§ ACTIVITY: Copy each line of the records that includes "Some".

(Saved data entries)
//! Bollinger Bands.
//!
//! - Middle: SMA over n periods
//! - Upper: Middle + 2 × StdDev
//! - Lower: Middle - 2 × StdDev
//!
//! StdDev is the population standard deviation (divides by N, not N-1).
//! Warmup: first (n-1) bars are invalid.

use crate::domain::candle::Candle;
use crate::domain::indicator::{IndicatorPoint, PriceSource, to_points};

pub const BAND_WIDTH: f64 = 2.0;

#[derive(Debug, Clone)]
pub struct BollingerBands {
    pub upper: Vec<IndicatorPoint>,
    pub middle: Vec<IndicatorPoint>,
    pub lower: Vec<IndicatorPoint>,
}

/// Population standard deviation around a precomputed mean.
pub fn population_stddev(window: &[f64], mean: f64) -> f64 {
    if window.is_empty() {
        return 0.0;
    }
    let variance = window
        .iter()
        .map(|v| {
            let diff = v - mean;
            diff * diff
        })
        .sum::<f64>()
        / window.len() as f64;
    variance.sqrt()
}

pub fn calculate_bollinger(candles: &[Candle], period: usize, source: PriceSource) -> BollingerBands {
    let src: Vec<f64> = candles.iter().map(|c| source.extract(c)).collect();
    let mut upper = vec![None; src.len()];
    let mut middle = vec![None; src.len()];
    let mut lower = vec![None; src.len()];

    if period > 0 {
        for i in (period - 1)..src.len() {
            let window = &src[i + 1 - period..=i];
            let mean = window.iter().sum::<f64>() / period as f64;
            let sd = population_stddev(window, mean);
            middle[i] = Some(mean);
            upper[i] = Some(mean + BAND_WIDTH * sd);
            lower[i] = Some(mean - BAND_WIDTH * sd);
        }
    }

    BollingerBands {
        upper: to_points(candles, &upper),
        middle: to_points(candles, &middle),
        lower: to_points(candles, &lower),
    }
}

#[cfg(test)]
mod tests {
    use super::*;
    use chrono::NaiveDate;

    fn make_bars(prices: &[f64]) -> Vec<Candle> {
        prices
            .iter()
            .enumerate()
            .map(|(i, &close)| Candle {
                date: NaiveDate::from_ymd_opt(2024, 1, (i + 1) as u32).unwrap(),
                open: close,
                high: close,
                low: close,
                close,
                volume: 1000.0,
                aux: None,
            })
            .collect()
    }

    #[test]
    fn bollinger_warmup() {
        let bars = make_bars(&[1.0, 2.0, 3.0, 4.0]);
        let bands = calculate_bollinger(&bars, 3, PriceSource::Close);
        assert!(!bands.middle[1].valid);
        assert!(bands.middle[2].valid);
        assert!(bands.upper[2].valid && bands.lower[2].valid);
    }

    #[test]
    fn bollinger_uses_population_stddev() {
        let bars = make_bars(&[2.0, 4.0, 4.0, 4.0, 5.0, 5.0, 7.0, 9.0]);
        let bands = calculate_bollinger(&bars, 8, PriceSource::Close);
        // mean 5, population stddev 2
        assert!((bands.middle[7].value - 5.0).abs() < 1e-12);
        assert!((bands.upper[7].value - 9.0).abs() < 1e-12);
        assert!((bands.lower[7].value - 1.0).abs() < 1e-12);
    }

    #[test]
    fn bollinger_flat_prices_collapse() {
        let bars = make_bars(&[10.0; 5]);
        let bands = calculate_bollinger(&bars, 3, PriceSource::Close);
        for i in 2..5 {
            assert!((bands.upper[i].value - 10.0).abs() < f64::EPSILON);
            assert!((bands.lower[i].value - 10.0).abs() < f64::EPSILON);
        }
    }

    #[test]
    fn bands_are_ordered() {
        let bars = make_bars(&[3.0, 8.0, 1.0, 9.0, 4.0, 6.0]);
        let bands = calculate_bollinger(&bars, 3, PriceSource::Close);
        for i in 2..6 {
            assert!(bands.lower[i].value <= bands.middle[i].value);
            assert!(bands.middle[i].value <= bands.upper[i].value);
        }
    }

    #[test]
    fn stddev_of_empty_window() {
        assert_eq!(population_stddev(&[], 0.0), 0.0);
    }
}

§ YOUR RESPONSE:
            middle[i] = Some(mean);
            upper[i] = Some(mean + BAND_WIDTH * sd);
            lower[i] = Some(mean - BAND_WIDTH * sd);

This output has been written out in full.